Dynamis is seeking a Data Scientist to support FinCEN's Global Investigations Division (GID). The practitioner will design, develop, and deploy machine learning models and statistical algorithms to detect financial crime patterns, such as structuring, layering, and smurfing, using BSA/AML transaction data. The role requires a strong understanding of statistical modeling and machine learning using Python and R, hands-on experience with AWS cloud-native services (S3, RDS, OpenSearch, Lambda), and working knowledge of Bank Secrecy Act (BSA) data, working in close collaboration with compliance analysts and investigators to turn regulatory and investigative requirements into analytical models and actionable findings.
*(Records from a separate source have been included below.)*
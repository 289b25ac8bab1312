//! View-model core for the ALRIS analytics dashboard.
//!
//! Fetches pre-computed analytics artifacts, merges them into one typed
//! `Snapshot`, dedups and ranks anomalies, buckets risk scores and drives
//! widget updates through an injectable `RenderSurface`.

pub mod actions;
pub mod anomalies;
pub mod config;
pub mod dashboard;
pub mod error;
pub mod events;
pub mod gateway;
pub mod health;
pub mod i18n;
pub mod investigation;
pub mod render;
pub mod risk;
pub mod scope;
pub mod snapshot;
pub mod types;

#[cfg(test)]
pub(crate) mod test_support;

pub use dashboard::Dashboard;
pub use error::DashboardError;

/// Initialise `env_logger` once. `RUST_LOG` overrides the default `info`.
pub fn init_logging() {
    let _ = env_logger::Builder::from_env(env_logger::Env::default().default_filter_or("info"))
        .format_timestamp_millis()
        .try_init();
}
Location: 1801 L Street NW, Washington, DC 20036. Position requires the ability to work on-site as required by FinCEN. Candidate must possess an active Top Secret clearance with eligibility for access to Sensitive Compartmented Information (SCI).

Responsibilities:

  • Design, develop, and deploy machine learning models and statistical algorithms to detect financial crime patterns (e.g., structuring, layering, smurfing) using BSA/AML transaction data
  • Perform exploratory data analysis, feature engineering, and model validation using Python, Jupyter Notebook, PySpark, Pandas, and R
  • Use SQL for complex querying and analyze large-scale structured and unstructured datasets stored in AWS S3, PostgreSQL RDS, and OpenSearch
  • Work with large data environments storing financial transactions or other critical data, including performing entity resolution across large datasets
  • Understand the structure of bank wire transfer data, including international formats from message systems such as SWIFT, CHIPS, and book transfer systems, as well as BSA-derived data such as SARs, CTRs, and 8300s
  • Ensure data quality and integrity through data mapping, cleaning, and validation processes
  • Apply quantitative and qualitative analysis techniques, statistical sampling, regression analysis, link analysis, geospatial analysis, social network analysis, and data mining, to financial data
  • Collaborate closely with compliance analysts and investigators to translate regulatory and investigative requirements into data analyses and analytical models
  • Produce visualizations and written findings for both technical and non-technical stakeholders, as needed
  • Communicate project progress, support needs, and analytical output to senior management, clearly conveying the "so what" and "why this matters" as it relates to GID's mission
  • Maintain documentation for data pipelines, model logic, and analytical findings in accordance with agency or organizational standards
  • Participate in peer code reviews and contribute to best practices for reproducible data science workflows
Requirements:
  • U.S. Citizenship
  • Bachelor's degree in Data Science, Statistics, Mathematics, Computer Science, Engineering, or a related quantitative field
  • 4-5 years of work experience as a data scientist with strong knowledge of statistical modeling and machine learning experience using Python and R
  • Active Top-Secret clearance with eligibility for access to Sensitive Compartmented Information (SCI)
  • Hands-on experience with AWS cloud-native services (e.g., S3, RDS, OpenSearch, Lambda)
  • Working knowledge of Bank Secrecy Act (BSA) data
  • Demonstrated experience with SQL for complex querying and analysis of large-scale structured and unstructured datasets

Preferred:

  • Expertise in Python, Jupyter Notebook, R, NumPy, Pandas, and Scikit-Learn
  • Experience with entity resolution across large, disparate financial datasets
  • Experience in research and delivery of analytic conclusions derived from financial data in support of investigative or compliance missions
  • Prior experience supporting a federal law enforcement, intelligence, or financial regulatory agency (e.g., FinCEN, ICE, DHS, Treasury)

Salary range: $90,000-130,000

The salary range for this position represents the anticipated hiring range. Actual compensation will be determined based on factors such as relevant experience, skills, education, certifications, and potential contract funding.